In April 2017, Vice President Mike Pence was roundly ridiculed for saying that he would not be alone with any woman except his wife.
Six months later, allegations against movie mogul Harvey Weinstein became the launching pad for the #MeToo Movement. Men were being targeted and taken down with allegations — many unsubstantiated. Careers and reputations were ruined — some justifiably.
People began to take sides based on gender or political affiliation. There were no facts to judge most of the situations by because is was just a woman’s word against a man’s word.
For the most outspoken among us, a gut feeling was enough to persecute the alleged perpetrators if they couldn’t prosecute them. It all reached a fever-pitch during the Senate confirmation hearing for Supreme Court nominee Brett Kavanaugh. It was a low point in recent history as elected leaders to that esteemed body aligned themselves with shrill activists to discuss a party the nominee may have been at when he was a teenager and a girl who thought he was too aggressive. It was a classic “he said, she said” situation that created even more division in our already fractured country. Zealots on the sidelines were speaking in absolutes ... when even the people who were there 30 years earlier couldn’t!
It was around that time that Pence began to look like the smartest guy in the room. He was gentlemanly in his reasoning for not wanting to be alone with a woman other than his wife, saying he didn’t want to “give the appearance” of infidelity. Pundits spun it to speculate that he couldn’t control himself. Or even worse, he didn’t think the women could control themselves.
But what he meant with that personal policy — and he didn’t want to sound rude or accusatory — is that he didn’t want to give a woman an opportunity to accuse him of doing something he didn’t do. He wanted a witness around him if he happened to be with another woman.

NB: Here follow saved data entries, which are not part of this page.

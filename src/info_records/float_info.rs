use std::io::Read;

use crate::error::Result;
use crate::io_utils::ByteSource;

/// Subtype 4: machine floating point information.
#[derive(Debug, Clone)]
pub struct FloatInfo {
    /// System-missing sentinel.
    pub sysmis: f64,
    /// Highest representable value.
    pub highest: f64,
    /// Lowest representable value.
    pub lowest: f64,
}

impl FloatInfo {
    pub fn parse<R: Read>(source: &mut ByteSource<R>) -> Result<FloatInfo> {
        Ok(FloatInfo {
            sysmis: source.read_f64()?,
            highest: source.read_f64()?,
            lowest: source.read_f64()?,
        })
    }
}
pub mod encoding_record;
pub mod float_info;
pub mod integer_info;
pub mod long_string_labels;
pub mod long_string_missing;
pub mod long_var_names;
pub mod var_attributes;
pub mod var_display;
pub mod very_long_strings;

use std::io::Read;

use crate::constants::*;
use crate::error::{Result, SavError};
use crate::io_utils::ByteSource;

/// Header shared by all type 7 (extension) records: subtype plus the
/// element size and count describing the payload.
#[derive(Debug, Clone)]
pub struct InfoRecordHeader {
    pub subtype: i32,
    pub size: i32,
    pub count: i32,
}

impl InfoRecordHeader {
    /// Parse the record tag and extension header.
    pub fn parse<R: Read>(source: &mut ByteSource<R>) -> Result<InfoRecordHeader> {
        let tag = source.read_i32()?;
        if tag != RECORD_TYPE_INFO {
            return Err(SavError::Malformed(format!(
                "expected extension record tag 7, got {tag}"
            )));
        }
        Ok(InfoRecordHeader {
            subtype: source.read_i32()?,
            size: source.read_i32()?,
            count: source.read_i32()?,
        })
    }

    /// Total payload bytes for this record.
    pub fn data_len(&self) -> usize {
        (self.size as usize) * (self.count as usize)
    }
}

/// Extended case count from subtype 16.
#[derive(Debug, Clone)]
pub struct ExtendedCaseCount {
    pub unknown: i64,
    pub ncases: i64,
}

/// Parsed extension record payload.
#[derive(Debug)]
pub enum InfoRecord {
    IntegerInfo(integer_info::IntegerInfo),
    FloatInfo(float_info::FloatInfo),
    /// Subtype 7: old-style multiple response sets, surfaced verbatim.
    MrSets(Vec<u8>),
    /// Subtype 10: extra product info, surfaced verbatim.
    ProductInfo(Vec<u8>),
    VarDisplay(Vec<var_display::VarDisplayEntry>),
    LongNames(Vec<(String, String)>),
    VeryLongStrings(Vec<(String, usize)>),
    ExtendedCaseCount(ExtendedCaseCount),
    /// Subtype 17: data-file attributes, surfaced verbatim.
    FileAttributes(Vec<u8>),
    VarAttributes(var_attributes::VarAttributes),
    /// Subtype 19: new-style multiple response sets, surfaced verbatim.
    MrSetsNew(Vec<u8>),
    Encoding(String),
    LongStringLabels(Vec<long_string_labels::LongStringLabelSet>),
    LongStringMissing(Vec<long_string_missing::LongStringMissingEntry>),
}

/// Parse one extension record, tag and header included. Callers dispatch
/// here only for subtypes the record classifier recognizes.
pub fn parse_info_record<R: Read>(source: &mut ByteSource<R>) -> Result<InfoRecord> {
    let header = InfoRecordHeader::parse(source)?;
    let data_len = header.data_len();

    match header.subtype {
        INFO_INTEGER => Ok(InfoRecord::IntegerInfo(integer_info::IntegerInfo::parse(
            source,
        )?)),
        INFO_FLOAT => Ok(InfoRecord::FloatInfo(float_info::FloatInfo::parse(source)?)),
        INFO_MR_SETS => Ok(InfoRecord::MrSets(source.read_bytes(data_len)?)),
        INFO_PRODUCT_INFO => Ok(InfoRecord::ProductInfo(source.read_bytes(data_len)?)),
        INFO_VAR_DISPLAY => Ok(InfoRecord::VarDisplay(var_display::parse_var_display(
            source,
            header.count,
        )?)),
        INFO_LONG_NAMES => {
            let data = source.read_bytes(data_len)?;
            Ok(InfoRecord::LongNames(long_var_names::parse_long_var_names(
                &data,
            )))
        }
        INFO_VERY_LONG_STRINGS => {
            let data = source.read_bytes(data_len)?;
            Ok(InfoRecord::VeryLongStrings(
                very_long_strings::parse_very_long_strings(&data),
            ))
        }
        INFO_EXTENDED_NCASES => Ok(InfoRecord::ExtendedCaseCount(ExtendedCaseCount {
            unknown: source.read_i64()?,
            ncases: source.read_i64()?,
        })),
        INFO_FILE_ATTRS => Ok(InfoRecord::FileAttributes(source.read_bytes(data_len)?)),
        INFO_VAR_ATTRS => {
            let data = source.read_bytes(data_len)?;
            Ok(InfoRecord::VarAttributes(
                var_attributes::parse_var_attributes(&data),
            ))
        }
        INFO_MR_SETS_NEW => Ok(InfoRecord::MrSetsNew(source.read_bytes(data_len)?)),
        INFO_ENCODING => {
            let data = source.read_bytes(data_len)?;
            Ok(InfoRecord::Encoding(encoding_record::parse_encoding_record(
                &data,
            )))
        }
        INFO_LONG_STRING_LABELS => {
            let data = source.read_bytes(data_len)?;
            Ok(InfoRecord::LongStringLabels(
                long_string_labels::parse_long_string_labels(&data)?,
            ))
        }
        INFO_LONG_STRING_MISSING => {
            let data = source.read_bytes(data_len)?;
            Ok(InfoRecord::LongStringMissing(
                long_string_missing::parse_long_string_missing(&data)?,
            ))
        }
        other => Err(SavError::Malformed(format!(
            "unsupported extension subtype {other}"
        ))),
    }
}
/// SPSS system-missing value (the "most negative finite double" bit pattern).
pub const SYSMIS_BITS: u64 = 0xFFEF_FFFF_FFFF_FFFF;

/// Default compression bias (subtracted from opcode bytes 1..=251).
pub const DEFAULT_BIAS: f64 = 100.0;

// -- Bytecode compression opcodes --

/// Padding / skip.
pub const COMPRESS_SKIP: u8 = 0;
/// End of case data.
pub const COMPRESS_END_OF_FILE: u8 = 252;
/// Next 8 raw bytes follow as uncompressed data.
pub const COMPRESS_RAW_FOLLOWS: u8 = 253;
/// Represents 8 ASCII spaces (0x20).
pub const COMPRESS_EIGHT_SPACES: u8 = 254;
/// System-missing value.
pub const COMPRESS_SYSMIS: u8 = 255;

// -- SAV record type tags --

pub const RECORD_TYPE_VARIABLE: i32 = 2;
pub const RECORD_TYPE_VALUE_LABEL: i32 = 3;
pub const RECORD_TYPE_VALUE_LABEL_VARS: i32 = 4;
pub const RECORD_TYPE_DOCUMENT: i32 = 6;
pub const RECORD_TYPE_INFO: i32 = 7;
pub const RECORD_TYPE_DICT_TERMINATION: i32 = 999;

// -- Type 7 extension subtypes --

pub const INFO_INTEGER: i32 = 3;
pub const INFO_FLOAT: i32 = 4;
pub const INFO_MR_SETS: i32 = 7;
pub const INFO_PRODUCT_INFO: i32 = 10;
pub const INFO_VAR_DISPLAY: i32 = 11;
pub const INFO_LONG_NAMES: i32 = 13;
pub const INFO_VERY_LONG_STRINGS: i32 = 14;
pub const INFO_EXTENDED_NCASES: i32 = 16;
pub const INFO_FILE_ATTRS: i32 = 17;
pub const INFO_VAR_ATTRS: i32 = 18;
pub const INFO_MR_SETS_NEW: i32 = 19;
pub const INFO_ENCODING: i32 = 20;
pub const INFO_LONG_STRING_LABELS: i32 = 21;
pub const INFO_LONG_STRING_MISSING: i32 = 22;

/// Known extension tuples as (subtype, element size) pairs. The record
/// classifier matches the full `(7, subtype, size)` tag tuple before a
/// parser is selected.
pub const EXTENSION_TAGS: &[(i32, i32)] = &[
    (INFO_INTEGER, 4),
    (INFO_FLOAT, 8),
    (INFO_MR_SETS, 1),
    (INFO_PRODUCT_INFO, 1),
    (INFO_VAR_DISPLAY, 4),
    (INFO_LONG_NAMES, 1),
    (INFO_VERY_LONG_STRINGS, 1),
    (INFO_EXTENDED_NCASES, 8),
    (INFO_FILE_ATTRS, 1),
    (INFO_VAR_ATTRS, 1),
    (INFO_MR_SETS_NEW, 1),
    (INFO_ENCODING, 1),
    (INFO_LONG_STRING_LABELS, 1),
    (INFO_LONG_STRING_MISSING, 1),
];

// -- Enums --

/// SPSS compression type from the file header.
#[derive(Debug, Clone, Copy, PartialEq, Eq)]
pub enum Compression {
    None,
    Bytecode,
    Zlib,
}

impl Compression {
    pub fn from_i32(val: i32) -> Option<Compression> {
        match val {
            0 => Some(Compression::None),
            1 => Some(Compression::Bytecode),
            2 => Some(Compression::Zlib),
            _ => None,
        }
    }
}

/// Variable measurement level (subtype 11).
#[derive(Debug, Clone, Copy, PartialEq, Eq)]
pub enum Measure {
    Unknown,
    Nominal,
    Ordinal,
    Scale,
}

impl Measure {
    pub fn from_i32(val: i32) -> Measure {
        match val {
            1 => Measure::Nominal,
            2 => Measure::Ordinal,
            3 => Measure::Scale,
            _ => Measure::Unknown,
        }
    }
}

/// Variable alignment (subtype 11).
#[derive(Debug, Clone, Copy, PartialEq, Eq)]
pub enum Alignment {
    Left,
    Right,
    Center,
}

impl Alignment {
    pub fn from_i32(val: i32) -> Alignment {
        match val {
            1 => Alignment::Right,
            2 => Alignment::Center,
            _ => Alignment::Left,
        }
    }
}

/// Variable role from the variable-attributes record (subtype 18).
#[derive(Debug, Clone, Copy, PartialEq, Eq)]
pub enum Role {
    Input,
    Output,
    Both,
    None,
    Partition,
    Split,
}

impl Role {
    pub fn from_digit(digit: u8) -> Option<Role> {
        match digit {
            0 => Some(Role::Input),
            1 => Some(Role::Output),
            2 => Some(Role::Both),
            3 => Some(Role::None),
            4 => Some(Role::Partition),
            5 => Some(Role::Split),
            _ => Option::None,
        }
    }
}

/// Decoded print/write format triple.
///
/// On disk the format is packed into 4 bytes as (decimals, width, type-low,
/// type-high); a non-zero fourth byte extends the type code as
/// `10 * low + high`.
#[derive(Debug, Clone, Copy, PartialEq, Eq, Default)]
pub struct VarFormat {
    pub decimals: u8,
    pub width: u8,
    pub format_type: u16,
}

impl VarFormat {
    pub fn from_bytes(raw: [u8; 4]) -> VarFormat {
        let format_type = if raw[3] != 0 {
            u16::from(raw[2]) * 10 + u16::from(raw[3])
        } else {
            u16::from(raw[2])
        };
        VarFormat {
            decimals: raw[0],
            width: raw[1],
            format_type,
        }
    }
}

/// The SYSMIS sentinel as f64 (equal to `-f64::MAX`).
#[inline]
pub fn sysmis() -> f64 {
    f64::from_bits(SYSMIS_BITS)
}

/// Check a raw f64 bit pattern against a SYSMIS sentinel.
#[inline]
pub fn is_sysmis(val: f64, sentinel: f64) -> bool {
    val.to_bits() == sentinel.to_bits()
}

#[cfg(test)]
mod tests {
    use super::*;

    #[test]
    fn test_sysmis_is_negative_max() {
        let val = sysmis();
        assert!(val.is_finite());
        assert!(val < 0.0);
        assert_eq!(val, -f64::MAX);
    }

    #[test]
    fn test_is_sysmis() {
        assert!(is_sysmis(sysmis(), sysmis()));
        assert!(!is_sysmis(0.0, sysmis()));
        assert!(!is_sysmis(f64::NAN, sysmis()));
    }

    #[test]
    fn test_format_decode() {
        // F8.2: decimals=2, width=8, type=5
        let fmt = VarFormat::from_bytes([2, 8, 5, 0]);
        assert_eq!(fmt.decimals, 2);
        assert_eq!(fmt.width, 8);
        assert_eq!(fmt.format_type, 5);
    }

    #[test]
    fn test_format_decode_extended_type() {
        // Fourth byte non-zero extends the type code as 10 * low + high.
        let fmt = VarFormat::from_bytes([0, 10, 2, 2]);
        assert_eq!(fmt.format_type, 22);
    }

    #[test]
    fn test_compression_from_i32() {
        assert_eq!(Compression::from_i32(0), Some(Compression::None));
        assert_eq!(Compression::from_i32(1), Some(Compression::Bytecode));
        assert_eq!(Compression::from_i32(2), Some(Compression::Zlib));
        assert_eq!(Compression::from_i32(99), None);
    }

    #[test]
    fn test_measure_from_i32() {
        assert_eq!(Measure::from_i32(1), Measure::Nominal);
        assert_eq!(Measure::from_i32(2), Measure::Ordinal);
        assert_eq!(Measure::from_i32(3), Measure::Scale);
        assert_eq!(Measure::from_i32(0), Measure::Unknown);
    }

    #[test]
    fn test_role_from_digit() {
        assert_eq!(Role::from_digit(0), Some(Role::Input));
        assert_eq!(Role::from_digit(5), Some(Role::Split));
        assert_eq!(Role::from_digit(9), None);
    }
}
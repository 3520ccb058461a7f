use std::io::Read;

use crate::constants::{RECORD_TYPE_VARIABLE, VarFormat};
use crate::error::{Result, SavError};
use crate::io_utils::{self, ByteSource};

/// Missing value specification from a variable record.
#[derive(Debug, Clone, PartialEq)]
pub enum MissingValues {
    None,
    /// Up to 3 discrete numeric values.
    DiscreteNumeric(Vec<f64>),
    /// A range of numeric values [low, high].
    Range { low: f64, high: f64 },
    /// A range plus one discrete value.
    RangeAndValue { low: f64, high: f64, value: f64 },
    /// Up to 3 discrete string values (8 bytes each, space-padded).
    DiscreteString(Vec<Vec<u8>>),
}

/// One type 2 record: either a data-bearing anchor or the continuation
/// of a preceding long string.
#[derive(Debug, Clone)]
pub enum RawVariable {
    Anchor(AnchorVariable),
    Continuation,
}

impl RawVariable {
    pub fn as_anchor(&self) -> Option<&AnchorVariable> {
        match self {
            RawVariable::Anchor(anchor) => Some(anchor),
            RawVariable::Continuation => None,
        }
    }

    /// Parse one type 2 record, tag included.
    pub fn parse<R: Read>(source: &mut ByteSource<R>) -> Result<RawVariable> {
        let tag = source.read_i32()?;
        if tag != RECORD_TYPE_VARIABLE {
            return Err(SavError::Malformed(format!(
                "expected variable record tag 2, got {tag}"
            )));
        }

        let raw_type = source.read_i32()?;
        let has_label = source.read_i32()?;
        let n_missing = source.read_i32()?;

        let mut print_bytes = [0u8; 4];
        source.read_exact(&mut print_bytes)?;
        let mut write_bytes = [0u8; 4];
        source.read_exact(&mut write_bytes)?;

        let name_bytes = source.read_bytes(8)?;
        let short_name =
            io_utils::bytes_to_string_lossy(io_utils::trim_trailing_padding(&name_bytes));

        let label = if has_label == 1 {
            let label_len = source.read_i32()? as usize;
            let padded_len = io_utils::round_up(label_len, 4);
            let label_bytes = source.read_bytes(padded_len)?;
            Some(io_utils::bytes_to_string_lossy(
                io_utils::trim_trailing_padding(&label_bytes[..label_len]),
            ))
        } else {
            None
        };

        let missing_values = parse_missing_values(source, n_missing, raw_type)?;

        if raw_type < 0 {
            // Continuation of a preceding long string; the remaining
            // fields carry no information.
            return Ok(RawVariable::Continuation);
        }

        Ok(RawVariable::Anchor(AnchorVariable {
            raw_type,
            short_name,
            label,
            print_format: VarFormat::from_bytes(print_bytes),
            write_format: VarFormat::from_bytes(write_bytes),
            missing_values,
        }))
    }
}

/// A data-bearing variable record.
#[derive(Debug, Clone)]
pub struct AnchorVariable {
    /// 0 = numeric, 1..=255 = string width in bytes.
    pub raw_type: i32,
    /// Short variable name (up to 8 bytes, trailing spaces trimmed).
    pub short_name: String,
    /// Variable label, if the has-label flag was set.
    pub label: Option<String>,
    pub print_format: VarFormat,
    pub write_format: VarFormat,
    pub missing_values: MissingValues,
}

impl AnchorVariable {
    pub fn is_numeric(&self) -> bool {
        self.raw_type == 0
    }
}

fn parse_missing_values<R: Read>(
    source: &mut ByteSource<R>,
    n_missing: i32,
    raw_type: i32,
) -> Result<MissingValues> {
    if n_missing == 0 {
        return Ok(MissingValues::None);
    }

    let abs_n = n_missing.unsigned_abs() as usize;
    let is_range = n_missing < 0;

    if raw_type > 0 {
        let mut values = Vec::with_capacity(abs_n);
        for _ in 0..abs_n {
            values.push(source.read_8_bytes()?.to_vec());
        }
        return Ok(MissingValues::DiscreteString(values));
    }

    let mut values = Vec::with_capacity(abs_n);
    for _ in 0..abs_n {
        values.push(source.read_f64()?);
    }

    if is_range {
        match abs_n {
            2 => Ok(MissingValues::Range {
                low: values[0],
                high: values[1],
            }),
            3 => Ok(MissingValues::RangeAndValue {
                low: values[0],
                high: values[1],
                value: values[2],
            }),
            _ => Ok(MissingValues::DiscreteNumeric(values)),
        }
    } else {
        Ok(MissingValues::DiscreteNumeric(values))
    }
}

#[cfg(test)]
mod tests {
    use super::*;
    use crate::io_utils::Endian;

    fn make_variable_bytes(raw_type: i32, name: &[u8; 8], has_label: bool) -> Vec<u8> {
        let mut buf = Vec::new();
        buf.extend_from_slice(&2_i32.to_le_bytes());
        buf.extend_from_slice(&raw_type.to_le_bytes());
        buf.extend_from_slice(&(if has_label { 1_i32 } else { 0_i32 }).to_le_bytes());
        buf.extend_from_slice(&0_i32.to_le_bytes());
        // Print and write formats: F8.2 packed as (decimals, width, type, 0)
        buf.extend_from_slice(&[2, 8, 5, 0]);
        buf.extend_from_slice(&[2, 8, 5, 0]);
        buf.extend_from_slice(name);

        if has_label {
            let label = b"Test label";
            buf.extend_from_slice(&(label.len() as i32).to_le_bytes());
            buf.extend_from_slice(label);
            let padding = io_utils::round_up(label.len(), 4) - label.len();
            buf.extend_from_slice(&vec![0u8; padding]);
        }

        buf
    }

    #[test]
    fn test_parse_numeric_variable() {
        let data = make_variable_bytes(0, b"AGE     ", false);
        let mut source = ByteSource::with_endian(&data[..], Endian::Little);
        let var = RawVariable::parse(&mut source).unwrap();

        let anchor = var.as_anchor().unwrap();
        assert_eq!(anchor.short_name, "AGE");
        assert!(anchor.is_numeric());
        assert!(anchor.label.is_none());
        assert_eq!(anchor.print_format.width, 8);
        assert_eq!(anchor.print_format.decimals, 2);
        assert_eq!(anchor.print_format.format_type, 5);
    }

    #[test]
    fn test_parse_string_variable() {
        let data = make_variable_bytes(20, b"NAME    ", false);
        let mut source = ByteSource::with_endian(&data[..], Endian::Little);
        let var = RawVariable::parse(&mut source).unwrap();

        let anchor = var.as_anchor().unwrap();
        assert_eq!(anchor.short_name, "NAME");
        assert_eq!(anchor.raw_type, 20);
        assert!(!anchor.is_numeric());
    }

    #[test]
    fn test_parse_variable_with_label() {
        let data = make_variable_bytes(0, b"SCORE   ", true);
        let mut source = ByteSource::with_endian(&data[..], Endian::Little);
        let var = RawVariable::parse(&mut source).unwrap();

        let anchor = var.as_anchor().unwrap();
        assert_eq!(anchor.label.as_deref(), Some("Test label"));
    }

    #[test]
    fn test_continuation_record() {
        let data = make_variable_bytes(-1, b"        ", false);
        let mut source = ByteSource::with_endian(&data[..], Endian::Little);
        let var = RawVariable::parse(&mut source).unwrap();
        assert!(matches!(var, RawVariable::Continuation));
    }

    #[test]
    fn test_numeric_missing_range() {
        let mut buf = Vec::new();
        buf.extend_from_slice(&2_i32.to_le_bytes());
        buf.extend_from_slice(&0_i32.to_le_bytes());
        buf.extend_from_slice(&0_i32.to_le_bytes());
        buf.extend_from_slice(&(-2_i32).to_le_bytes());
        buf.extend_from_slice(&[0, 8, 5, 0]);
        buf.extend_from_slice(&[0, 8, 5, 0]);
        buf.extend_from_slice(b"X       ");
        buf.extend_from_slice(&1.0_f64.to_le_bytes());
        buf.extend_from_slice(&9.0_f64.to_le_bytes());

        let mut source = ByteSource::with_endian(&buf[..], Endian::Little);
        let var = RawVariable::parse(&mut source).unwrap();
        let anchor = var.as_anchor().unwrap();
        assert_eq!(
            anchor.missing_values,
            MissingValues::Range {
                low: 1.0,
                high: 9.0
            }
        );
    }
}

That’s where we are in America today. And that’s exactly what happened with Mississippi Republican gubernatorial candidate Rep. Robert Foster. He refused to spend the day alone in his pickup on the road with a roving reporter who just happens to be a woman. He politely suggested that she should bring a colleague who’s a man along with her.
He said he was concerned about the appearance and opponents being able to make him look like he’s up to no good out on the campaign trail ... and that may well be true. But the main concern, these days, is an unsubstantiated allegation, which can end a career before it gets started. He doesn’t know if she has an agenda. Conservatives often find themselves in the crosshairs, and we all know how nasty Mississippi politics can get — especially for a young, non-establishment man seeking higher office before it’s “his turn.”
Foster was playing defense so he wouldn’t put himself in an that position. It’s that simple. One would think that would be celebrated. For far too long, women were preyed upon by men who were in power. There’s no denying that. But now when a man tries to be respectful and aware of the changing times, he’s ridiculed. It’s tough being a guy these days.
The story has gone national, making Foster — and Mississippi, of course — look like a backward state of bumbling Bubbas.
Like Pence, he has been lampooned for pointing to a vow he and his wife made to never be alone with someone of the opposite sex.
Some say that sounds prudish. We say it sounds prudent.